Effectiveness is one of the major types of economic evaluation used in designing health care for populations. It is an indicator of test performance which is defined as “the condition of being true, correct, or exact” (Davies, 1993).
Drummond et al. (1994) defined effectiveness as “the capacity of producing a desired result or effect (or effectiveness)”. On the other hand, Gold et al., (1996) define it as “the ability to accomplish a job with a minimum expenditure of time and effort.”
The clinical perspective on effectiveness is a concept that investigates the appropriate use of clinical resources: whether tests and treatment are selected appropriately, based on diagnoses. To determine the clinical perspective on effectiveness, the following questions must be answered:
Are the tests accurate? Are the resources used appropriately? What is the impact of testing information? What is the diagnostic ability of the tests? The population perspective on the other hand, is largely concerned with the appropriate production, consumption and distribution of health care to society.
2. Define allocative and production efficiency.
Allocative efficiency is a measure of financial performance that looks at how well the organization’s assets and liabilities are being managed and used to provide services.

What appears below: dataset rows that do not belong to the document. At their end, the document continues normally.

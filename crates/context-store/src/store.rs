//! The context store interface and its in-memory implementation.

use std::collections::HashMap;

use async_trait::async_trait;
use chrono::{Duration, Utc};
use tokio::sync::RwLock;
use tracing::debug;

use responder_core::{default_context_ttl, ContextUpdate, ConversationContext};

/// Keyed, TTL-bound conversational state per customer.
///
/// Implementations must never hand out an entry across its expiry boundary:
/// a read after `expires_at` is a miss that produces a fresh default.
#[async_trait]
pub trait ContextStore: Send + Sync {
    /// Get the context for a customer key, creating a fresh default when the
    /// entry is absent or expired.
    async fn get(&self, key: &str) -> ConversationContext;

    /// Merge an update into the context for a key (creating it first when
    /// absent or expired) and return the merged result. Always bumps
    /// `last_updated` and `expires_at`.
    async fn update(&self, key: &str, update: ContextUpdate) -> ConversationContext;

    /// Drop the context for a key, if any.
    async fn clear(&self, key: &str);

    /// Delete every entry whose `expires_at` has passed; returns how many
    /// were removed. Safe to call concurrently with `get`/`update`.
    async fn sweep_expired(&self) -> usize;
}

/// In-memory [`ContextStore`] behind an async `RwLock`.
pub struct MemoryContextStore {
    entries: RwLock<HashMap<String, ConversationContext>>,
    ttl: Duration,
}

impl MemoryContextStore {
    /// Create a store with the default two-hour TTL.
    pub fn new() -> Self {
        Self::with_ttl(default_context_ttl())
    }

    /// Create a store with a custom TTL.
    pub fn with_ttl(ttl: Duration) -> Self {
        Self {
            entries: RwLock::new(HashMap::new()),
            ttl,
        }
    }

    /// The configured TTL.
    pub fn ttl(&self) -> Duration {
        self.ttl
    }

    /// Number of live (unexpired) entries.
    pub async fn live_count(&self) -> usize {
        let now = Utc::now();
        let entries = self.entries.read().await;
        entries.values().filter(|c| !c.is_expired_at(now)).count()
    }
}

impl Default for MemoryContextStore {
    fn default() -> Self {
        Self::new()
    }
}

#[async_trait]
impl ContextStore for MemoryContextStore {
    async fn get(&self, key: &str) -> ConversationContext {
        {
            let entries = self.entries.read().await;
            if let Some(context) = entries.get(key) {
                if !context.is_expired() {
                    return context.clone();
                }
            }
        }

        // Miss or expired entry: start over from a fresh default.
        let fresh = ConversationContext::new(key, self.ttl);
        let mut entries = self.entries.write().await;
        entries.insert(key.to_string(), fresh.clone());
        debug!(customer = %key, "created fresh conversation context");
        fresh
    }

    async fn update(&self, key: &str, update: ContextUpdate) -> ConversationContext {
        let mut entries = self.entries.write().await;
        let context = match entries.get(key) {
            Some(existing) if !existing.is_expired() => existing.clone(),
            _ => ConversationContext::new(key, self.ttl),
        };
        let mut merged = context;
        merged.apply(update, self.ttl);
        entries.insert(key.to_string(), merged.clone());
        merged
    }

    async fn clear(&self, key: &str) {
        let mut entries = self.entries.write().await;
        entries.remove(key);
    }

    async fn sweep_expired(&self) -> usize {
        let now = Utc::now();
        let mut entries = self.entries.write().await;
        let before = entries.len();
        entries.retain(|_, context| !context.is_expired_at(now));
        before - entries.len()
    }
}
//! Secondary responder tier backed by a local Ollama instance.
//!
//! Used when the primary LLM tier passes or fails. Same best-effort
//! posture: any transport problem or unusable reply degrades to
//! "no answer" and the chain falls through.

mod responder;

pub use responder::{OllamaConfig, OllamaResponder};
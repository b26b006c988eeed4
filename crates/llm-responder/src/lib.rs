//! Primary LLM responder tier.
//!
//! Calls an OpenAI-compatible chat-completions API to answer customer
//! messages in Brazilian Portuguese. The tier is strictly best-effort:
//! transport errors, short replies and replies that imply a handoff all
//! surface as "no answer" so the chain falls through to the next tier.

mod api_types;
mod config;
mod responder;

pub use config::{LlmConfig, LlmConfigBuilder, DEFAULT_PROMPT_FILE};
pub use responder::LlmResponder;
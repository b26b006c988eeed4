//! The engine coordinating one inbound turn.

use std::sync::Arc;

use chrono::{Local, Timelike};
use tracing::{debug, info};

use context_store::{ContextStore, KeyedLocks};
use responder_core::{ContextUpdate, InboundEvent};

use crate::chain::ResponderChain;
use crate::escalation::{EscalationPolicy, EscalationReason};
use crate::notices;
use crate::stage;

/// What the engine decided for one inbound message.
#[derive(Debug, Clone, PartialEq, Eq)]
pub enum EngineDecision {
    /// The chain answered; dispatch the reply as a bot message.
    Reply {
        /// Reply text.
        text: String,
        /// Tier that produced it.
        tier: String,
    },
    /// Hand the conversation to a human agent.
    Escalate {
        /// Why the turn escalated.
        reason: EscalationReason,
        /// Customer-facing escalation notice.
        notice: String,
    },
}

/// Per-message conversation router.
///
/// Holds the context store, the per-customer locks, the escalation policy
/// and the responder chain. One call to [`handle_message`](Self::handle_message)
/// is one fully-serialized turn for that customer; different customers run
/// in parallel.
pub struct Engine {
    contexts: Arc<dyn ContextStore>,
    locks: KeyedLocks,
    policy: EscalationPolicy,
    chain: ResponderChain,
}

impl Engine {
    /// Create an engine from its parts.
    pub fn new(contexts: Arc<dyn ContextStore>, policy: EscalationPolicy, chain: ResponderChain) -> Self {
        Self {
            contexts,
            locks: KeyedLocks::new(),
            policy,
            chain,
        }
    }

    /// The context store backing this engine.
    pub fn contexts(&self) -> Arc<dyn ContextStore> {
        Arc::clone(&self.contexts)
    }

    /// Handle one inbound message and decide the automated outcome.
    ///
    /// The whole read-modify-write for the customer's context happens under
    /// that customer's lock, so concurrent webhooks for the same key never
    /// lose updates.
    pub async fn handle_message(&self, event: &InboundEvent) -> EngineDecision {
        let _turn = self.locks.acquire(&event.customer_key).await;

        let stored = self.contexts.get(&event.customer_key).await;

        // The cap counts the turn under evaluation, so the policy sees the
        // turn-inclusive number while reply generation still sees the stored
        // context.
        let mut turn_view = stored.clone();
        turn_view.bot_response_count += 1;

        let current_hour = Local::now().hour();
        if let Some(reason) = self.policy.evaluate(&event.text, &turn_view, current_hour) {
            self.contexts
                .update(
                    &event.customer_key,
                    ContextUpdate::default().escalated(reason.as_str()),
                )
                .await;

            info!(
                customer = %event.customer_key,
                reason = %reason,
                "escalating conversation to a human agent"
            );
            let notice = notices::escalation_notice(reason, &event.display_name);
            return EngineDecision::Escalate { reason, notice };
        }

        match self.chain.respond(event, &stored).await {
            Some(reply) => {
                self.contexts
                    .update(
                        &event.customer_key,
                        ContextUpdate::default()
                            .bot_response_count(turn_view.bot_response_count)
                            .stage(stage::detect(&event.text, stored.stage))
                            .exchange(event.text.clone(), reply.text.clone()),
                    )
                    .await;

                debug!(
                    customer = %event.customer_key,
                    tier = %reply.tier,
                    "responder chain answered"
                );
                EngineDecision::Reply {
                    text: reply.text,
                    tier: reply.tier,
                }
            }
            None => {
                // Nothing left to try; a human takes over.
                let reason = EscalationReason::AllTiersFailed;
                self.contexts
                    .update(
                        &event.customer_key,
                        ContextUpdate::default().escalated(reason.as_str()),
                    )
                    .await;

                info!(customer = %event.customer_key, "no responder tier answered");
                let notice = notices::escalation_notice(reason, &event.display_name);
                EngineDecision::Escalate { reason, notice }
            }
        }
    }
}

#[cfg(test)]
mod tests {
    use super::*;
    use std::time::Duration;

    use context_store::MemoryContextStore;
    use fallback_responder::FallbackResponder;
    use responder_core::{ConversationStage, SourceProvider};

    fn engine_with_fallback(max_bot_turns: u32) -> Engine {
        let chain = ResponderChain::new()
            .with_tier(Arc::new(FallbackResponder::new()), Duration::from_secs(1));
        let policy = EscalationPolicy {
            max_bot_turns,
            // Keep the after-hours rule out of play for tests.
            business_hours: crate::gate::BusinessHours { start: 0, end: 24 },
        };
        Engine::new(Arc::new(MemoryContextStore::new()), policy, chain)
    }

    fn event(text: &str) -> InboundEvent {
        InboundEvent::new("+5511999990000", text, "Maria", SourceProvider::Evolution)
    }

    #[tokio::test]
    async fn first_greeting_gets_fallback_reply_and_counts_one_turn() {
        let engine = engine_with_fallback(4);

        let decision = engine.handle_message(&event("Olá")).await;
        match decision {
            EngineDecision::Reply { text, tier } => {
                assert!(text.contains("Maria"));
                assert_eq!(tier, "fallback");
            }
            EngineDecision::Escalate { .. } => panic!("greeting should not escalate"),
        }

        let context = engine.contexts().get("+5511999990000").await;
        assert_eq!(context.bot_response_count, 1);
        assert!(!context.escalation_requested);
    }

    #[tokio::test]
    async fn explicit_request_escalates_regardless_of_context() {
        let engine = engine_with_fallback(4);

        let decision = engine.handle_message(&event("quero falar com atendente")).await;
        match decision {
            EngineDecision::Escalate { reason, notice } => {
                assert_eq!(reason, EscalationReason::UserRequested);
                assert!(notice.contains("Maria"));
            }
            EngineDecision::Reply { .. } => panic!("explicit request must escalate"),
        }

        let context = engine.contexts().get("+5511999990000").await;
        assert!(context.escalation_requested);
        assert_eq!(context.escalation_reason.as_deref(), Some("user_requested"));
    }

    #[tokio::test]
    async fn fourth_turn_hits_the_cap() {
        let engine = engine_with_fallback(4);

        for turn in 1..=3 {
            let decision = engine.handle_message(&event("me conta mais")).await;
            assert!(
                matches!(decision, EngineDecision::Reply { .. }),
                "turn {turn} should still be automated"
            );
        }

        // Fourth message has no escalation keyword of its own.
        let decision = engine.handle_message(&event("me conta mais")).await;
        match decision {
            EngineDecision::Escalate { reason, .. } => {
                assert_eq!(reason, EscalationReason::MaxBotResponses);
            }
            EngineDecision::Reply { .. } => panic!("turn cap should have escalated"),
        }
    }

    #[tokio::test]
    async fn escalation_sticks_on_the_next_turn() {
        let engine = engine_with_fallback(4);

        engine.handle_message(&event("atendente por favor")).await;
        let decision = engine.handle_message(&event("oi de novo")).await;
        match decision {
            EngineDecision::Escalate { reason, .. } => {
                assert_eq!(reason, EscalationReason::PreviousEscalation);
            }
            EngineDecision::Reply { .. } => panic!("prior escalation must stick"),
        }
    }

    #[tokio::test]
    async fn empty_chain_escalates_with_all_tiers_failed() {
        let policy = EscalationPolicy {
            max_bot_turns: 4,
            business_hours: crate::gate::BusinessHours { start: 0, end: 24 },
        };
        let engine = Engine::new(
            Arc::new(MemoryContextStore::new()),
            policy,
            ResponderChain::new(),
        );

        let decision = engine.handle_message(&event("bom dia")).await;
        match decision {
            EngineDecision::Escalate { reason, .. } => {
                assert_eq!(reason, EscalationReason::AllTiersFailed);
            }
            EngineDecision::Reply { .. } => panic!("empty chain cannot reply"),
        }
    }

    #[tokio::test]
    async fn stage_follows_the_conversation() {
        let engine = engine_with_fallback(10);

        engine.handle_message(&event("Olá")).await;
        assert_eq!(
            engine.contexts().get("+5511999990000").await.stage,
            ConversationStage::Greeting
        );

        engine.handle_message(&event("quanto custa o serviço?")).await;
        assert_eq!(
            engine.contexts().get("+5511999990000").await.stage,
            ConversationStage::PricingInquiry
        );
    }

    #[tokio::test]
    async fn parallel_turns_for_one_customer_never_lose_counts() {
        let engine = Arc::new(engine_with_fallback(100));

        let mut handles = Vec::new();
        for _ in 0..10 {
            let engine = Arc::clone(&engine);
            handles.push(tokio::spawn(async move {
                engine.handle_message(&event("me conta mais")).await
            }));
        }
        for handle in handles {
            handle.await.unwrap();
        }

        let context = engine.contexts().get("+5511999990000").await;
        assert_eq!(context.bot_response_count, 10);
    }
}
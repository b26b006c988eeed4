//! Database error types.

use thiserror::Error;

/// Errors that can occur during database operations.
#[derive(Debug, Error)]
pub enum DatabaseError {
    /// SQLx error (connection, query, etc.)
    #[error("database error: {0}")]
    Sqlx(#[from] sqlx::Error),

    /// Migration error
    #[error("migration error: {0}")]
    Migration(#[from] sqlx::migrate::MigrateError),

    /// Record not found
    #[error("{entity} not found: {id}")]
    NotFound { entity: &'static str, id: String },

    /// Conversation is already closed; the transition is rejected.
    #[error("conversation already closed: {id}")]
    AlreadyClosed { id: i64 },

    /// A status value that is not part of the state machine.
    #[error("invalid conversation status: {0}")]
    InvalidStatus(String),
}

/// Result type for database operations.
pub type Result<T> = std::result::Result<T, DatabaseError>;
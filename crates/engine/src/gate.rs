//! Outbound gate: business hours, rate limits and the human-like delay.
//!
//! The gate runs before any automated send. Rejections are structured
//! "ignored" results with a reason code, not errors, and nothing is retried.
//! Agent-authored replies bypass the gate entirely.

use std::time::Duration;

use rand::Rng;
use tracing::debug;

use database::{bot_interaction, SqlitePool};

/// A daily window of whole hours, `start` inclusive to `end` exclusive.
#[derive(Debug, Clone, Copy, PartialEq, Eq)]
pub struct BusinessHours {
    pub start: u32,
    pub end: u32,
}

impl BusinessHours {
    /// Whether an hour falls inside the window.
    pub fn contains(&self, hour: u32) -> bool {
        self.start <= hour && hour < self.end
    }
}

/// Outcome of the pre-send checks.
#[derive(Debug, Clone, Copy, PartialEq, Eq)]
pub enum GateDecision {
    /// Sending may proceed.
    Allowed,
    /// The current hour is outside the configured window.
    OutsideBusinessHours,
    /// The customer hit the per-day cap.
    DailyLimitReached,
    /// The customer hit the trailing-hour cap.
    WindowLimitReached,
}

impl GateDecision {
    /// Whether the send may proceed.
    pub fn is_allowed(&self) -> bool {
        matches!(self, Self::Allowed)
    }

    /// Reason code for rejections, `None` when allowed.
    pub fn reason(&self) -> Option<&'static str> {
        match self {
            Self::Allowed => None,
            Self::OutsideBusinessHours => Some("outside_business_hours"),
            Self::DailyLimitReached => Some("daily_limit_reached"),
            Self::WindowLimitReached => Some("window_limit_reached"),
        }
    }
}

/// Pre-send checks applied to every automated message.
#[derive(Debug, Clone)]
pub struct OutboundGate {
    /// Optional send window; `None` means the bot answers around the clock.
    pub hours: Option<BusinessHours>,
    /// Maximum automated turns per customer per calendar day.
    pub max_per_day: i64,
    /// Maximum automated turns per customer in the trailing hour.
    pub max_per_window: i64,
}

impl Default for OutboundGate {
    fn default() -> Self {
        Self {
            hours: None,
            max_per_day: 5,
            max_per_window: 3,
        }
    }
}

impl OutboundGate {
    /// Check the configured send window against the current hour.
    pub fn check_hours(&self, current_hour: u32) -> GateDecision {
        match self.hours {
            Some(window) if !window.contains(current_hour) => GateDecision::OutsideBusinessHours,
            _ => GateDecision::Allowed,
        }
    }

    /// Check the per-day and trailing-hour caps for a customer.
    ///
    /// The caps count recorded bot interactions, so turns that were gated
    /// away never consume budget.
    pub async fn check_rate_limits(
        &self,
        pool: &SqlitePool,
        customer_key: &str,
    ) -> Result<GateDecision, database::DatabaseError> {
        let today = bot_interaction::count_today(pool, customer_key).await?;
        if today >= self.max_per_day {
            debug!(customer = %customer_key, today, "daily send limit reached");
            return Ok(GateDecision::DailyLimitReached);
        }

        let last_hour = bot_interaction::count_last_hour(pool, customer_key).await?;
        if last_hour >= self.max_per_window {
            debug!(customer = %customer_key, last_hour, "hourly send limit reached");
            return Ok(GateDecision::WindowLimitReached);
        }

        Ok(GateDecision::Allowed)
    }

    /// Run both checks in order: hours first, then rate limits.
    pub async fn check(
        &self,
        pool: &SqlitePool,
        customer_key: &str,
        current_hour: u32,
    ) -> Result<GateDecision, database::DatabaseError> {
        let hours = self.check_hours(current_hour);
        if !hours.is_allowed() {
            return Ok(hours);
        }
        self.check_rate_limits(pool, customer_key).await
    }
}

/// Random pre-send delay so automated replies do not land with inhuman
/// latency. Agent replies skip this entirely.
#[derive(Debug, Clone, Copy)]
pub struct HumanDelay {
    pub min: Duration,
    pub max: Duration,
}

impl Default for HumanDelay {
    fn default() -> Self {
        Self {
            min: Duration::from_secs(3),
            max: Duration::from_secs(8),
        }
    }
}

impl HumanDelay {
    /// Pick a uniformly random delay within the window.
    pub fn jitter(&self) -> Duration {
        let min = self.min.as_secs_f64();
        let max = self.max.as_secs_f64();
        if max <= min {
            return self.min;
        }
        let secs = rand::thread_rng().gen_range(min..=max);
        Duration::from_secs_f64(secs)
    }

    /// Sleep for a random duration within the window.
    pub async fn wait(&self) {
        let delay = self.jitter();
        debug!(delay_ms = delay.as_millis() as u64, "human-like send delay");
        tokio::time::sleep(delay).await;
    }
}
//! Logging infrastructure for Reprise.
//!
//! Provides centralized tracing setup for the engine and its drivers.

use tracing_subscriber::{fmt, prelude::*, EnvFilter};

/// Initialize logging with the default `warn` level
///
/// The engine logs every reward and remote sync at `info`/`debug`, which is
/// too chatty for an interactive driver. Override with `RUST_LOG`.
pub fn init() {
    init_with_level("warn")
}

/// Initialize logging with a specific default level
///
/// # Arguments
/// * `default_level` - Default log level (debug, info, warn, error)
///
/// This can still be overridden by RUST_LOG environment variable.
/// Output goes to stderr so it never interleaves with command output.
pub fn init_with_level(default_level: &str) {
    let filter =
        EnvFilter::try_from_default_env().unwrap_or_else(|_| EnvFilter::new(default_level));

    let _ = tracing_subscriber::registry()
        .with(filter)
        .with(fmt::layer().compact().with_writer(std::io::stderr))
        .try_init();
}

/// Initialize logging for testing (captures logs for test output)
#[cfg(test)]
pub fn init_test() {
    let _ = tracing_subscriber::fmt()
        .with_test_writer()
        .with_env_filter(EnvFilter::new("debug"))
        .try_init();
}
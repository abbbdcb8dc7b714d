//! Append-only journal standing in for a remote record store.
//!
//! Upserts are appended to a JSONL file with file locking; reads scan the
//! journal and the last entry for a key wins.

use super::{RecordKey, RecordStore};
use crate::{Error, Result};
use async_trait::async_trait;
use chrono::{DateTime, Utc};
use fs2::FileExt;
use serde::{Deserialize, Serialize};
use serde_json::Value;
use std::fs::{File, OpenOptions};
use std::io::{BufRead, BufReader, Write};
use std::path::{Path, PathBuf};

/// One line of the journal
#[derive(Clone, Debug, Serialize, Deserialize)]
struct JournalEntry {
    #[serde(flatten)]
    key: RecordKey,
    record: Value,
    written_at: DateTime<Utc>,
}

/// JSONL-backed record store
#[derive(Clone, Debug)]
pub struct JournalStore {
    path: PathBuf,
}

impl JournalStore {
    pub fn new(path: impl Into<PathBuf>) -> Self {
        Self { path: path.into() }
    }
}

fn append_entry(path: &Path, entry: &JournalEntry) -> Result<()> {
    if let Some(parent) = path.parent() {
        std::fs::create_dir_all(parent)?;
    }

    let file = OpenOptions::new().create(true).append(true).open(path)?;
    file.lock_exclusive()?;

    let mut writer = std::io::BufWriter::new(&file);
    let line = serde_json::to_string(entry)?;
    writer.write_all(line.as_bytes())?;
    writer.write_all(b"\n")?;
    writer.flush()?;

    file.unlock()?;
    tracing::debug!("Journaled {}", entry.key);
    Ok(())
}

fn find_latest(path: &Path, key: &RecordKey) -> Result<Option<Value>> {
    if !path.exists() {
        return Ok(None);
    }

    let file = File::open(path)?;
    file.lock_shared()?;

    let reader = BufReader::new(&file);
    let mut latest = None;

    for (line_num, line_result) in reader.lines().enumerate() {
        let line = line_result?;
        if line.trim().is_empty() {
            continue;
        }

        match serde_json::from_str::<JournalEntry>(&line) {
            Ok(entry) if entry.key == *key => latest = Some(entry.record),
            Ok(_) => {}
            Err(e) => {
                tracing::warn!("Failed to parse journal line {}: {}", line_num + 1, e);
            }
        }
    }

    file.unlock()?;
    Ok(latest)
}

fn join_error(e: tokio::task::JoinError) -> Error {
    Error::Store(format!("journal task failed: {}", e))
}

#[async_trait]
impl RecordStore for JournalStore {
    async fn get(&self, key: &RecordKey) -> Result<Option<Value>> {
        let path = self.path.clone();
        let key = key.clone();
        tokio::task::spawn_blocking(move || find_latest(&path, &key))
            .await
            .map_err(join_error)?
    }

    async fn upsert(&self, key: &RecordKey, record: Value) -> Result<Value> {
        let path = self.path.clone();
        let entry = JournalEntry {
            key: key.clone(),
            record,
            written_at: Utc::now(),
        };
        tokio::task::spawn_blocking(move || {
            append_entry(&path, &entry)?;
            Ok(entry.record)
        })
        .await
        .map_err(join_error)?
    }
}

#[cfg(test)]
mod tests {
    use super::*;
    use crate::store::Table;
    use serde_json::json;

    #[tokio::test]
    async fn test_last_write_wins() {
        let temp_dir = tempfile::tempdir().unwrap();
        let store = JournalStore::new(temp_dir.path().join("remote.jsonl"));
        let key = RecordKey::new(Table::Players, "p");

        store.upsert(&key, json!({"xp": 100})).await.unwrap();
        store
            .upsert(&RecordKey::new(Table::Players, "other"), json!({"xp": 1}))
            .await
            .unwrap();
        store.upsert(&key, json!({"xp": 250})).await.unwrap();

        assert_eq!(store.get(&key).await.unwrap(), Some(json!({"xp": 250})));
    }

    #[tokio::test]
    async fn test_missing_journal_reads_none() {
        let temp_dir = tempfile::tempdir().unwrap();
        let store = JournalStore::new(temp_dir.path().join("absent.jsonl"));
        let key = RecordKey::new(Table::Players, "p");
        assert!(store.get(&key).await.unwrap().is_none());
    }

    #[tokio::test]
    async fn test_corrupt_lines_are_skipped() {
        let temp_dir = tempfile::tempdir().unwrap();
        let path = temp_dir.path().join("remote.jsonl");
        let store = JournalStore::new(&path);
        let key = RecordKey::new(Table::PlayerStats, "p");

        store.upsert(&key, json!({"force": 4.0})).await.unwrap();
        let mut file = OpenOptions::new().append(true).open(&path).unwrap();
        writeln!(file, "{{ not json").unwrap();

        assert_eq!(store.get(&key).await.unwrap(), Some(json!({"force": 4.0})));
    }

    #[tokio::test]
    async fn test_entries_are_one_line_each() {
        let temp_dir = tempfile::tempdir().unwrap();
        let path = temp_dir.path().join("remote.jsonl");
        let store = JournalStore::new(&path);
        for i in 0..3 {
            store
                .upsert(&RecordKey::new(Table::Workouts, format!("w{}", i)), json!({"done": true}))
                .await
                .unwrap();
        }
        let contents = std::fs::read_to_string(&path).unwrap();
        assert_eq!(contents.lines().count(), 3);
        assert!(contents.contains("\"table\":\"workouts\""));
    }
}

It should be noted that the production and cost functions relate inputs to outputs and define the efficiency aspects of the relationship. Hence health economic evaluation essentially attempts to quantify them. If inputs and outputs are measured in ‘physical’ units, then we are dealing with technical efficiency. If inputs are valued and outputs
remain in physical units, we have a cost function and we are dealing with allocative and production efficiency, and therefore with cost effective analysis. If both inputs and outputs are valued, then we are dealing with overall allocative efficiency and therefore cost benefit analysis. This measurement principle for classification of types of economic evaluation forms a valuable link between economic theory and measurement.
3. Define equity. Differentiate between substantive and procedural equity.
Equity means fairness – in relation to the distribution of health care and in
the financing of health care. Equity is an important policy objective in almost every health care system. Essentially, equity is a synonym for fairness; in this context, it means fairness in the distribution of health and health care between people. Equity is also relevant to assessments of the means by which health care is financed, principally the burden of finance, and whether the amount of money that people pay for health care is fair.
While there is no uniquely correct way of defining equity, it is informative nonetheless to consider it in a systematic way. A useful distinction is between substantive and procedural. Substantive equity refers to the equal treatment of equals – for example, the extent to which those who are equal with respect to health status have equal access to health care.
Procedural equity refers to the unequal treatment of unequal – for example, the extent to which those who are unequal with respect to income differ with respect to how much they have to contribute towards the costs of health care.
However, what is actually meant by equity might well differ across countries. The precise meaning and importance of equity at the health system level will depend upon factors such as cultural beliefs and attitudes.
In many countries there is a sense that there should be equality before the health care system just as in equality before the law. Although this view is espoused most often and most loudly in Scandinavia and Canada, it also is a value that is held widely in
Europe. The systems may not always deliver the same service to all residents or citizens, but equity is nevertheless a prevailing value in health care, if not always a specific policy goal. In Canada, in Sweden, and in many other countries around the world, universality is not questioned.
Similarly, the concept of equity (that is, the idea that the kind of health care system available to one group of the population should be identical to that received by people of very different economic circumstances) is accepted in many countries throughout Scandinavia as well as in Canada (although the inequities in Canada tend to be geographic rather than by income).
For example, the Vancouver/Richmond Health Board in British Columbia stated the following as one of its eleven principles: “The framework for the delivery of health care will be based on the ideals of social justice and equitable access to service. (Equitable access refers to the removal of barriers to service bdelivery and decision-making about care for all segments of the population).”
In the United Kingdom, the vast majority of people—over 90 percent—use the National Health Service as the mainstream care provider and the only source of health insurance. Those who have supplementary insurance in the United Kingdom, approximately 10 percent of households, do not use that particular coverage to trade up in any meaningful sense to advanced health care services.
The access to supplementary insurance allows them to jump the queue for more minor operations—varicose veins and so forth. Very few Britons are using their supplementary insurance to get cardiac surgery, for example, because there really are no parallel cardiac surgery facilities outside the National Health Service.
In most developed countries, health care is a right, and there is no equivocation. Access to some form of health care services is regarded as a right in almost all countries of the developed world and among the rapidly developing economies of Asia. Taiwan, for example, has recently instituted a system of universal coverage, albeit a program relatively basic in its scope.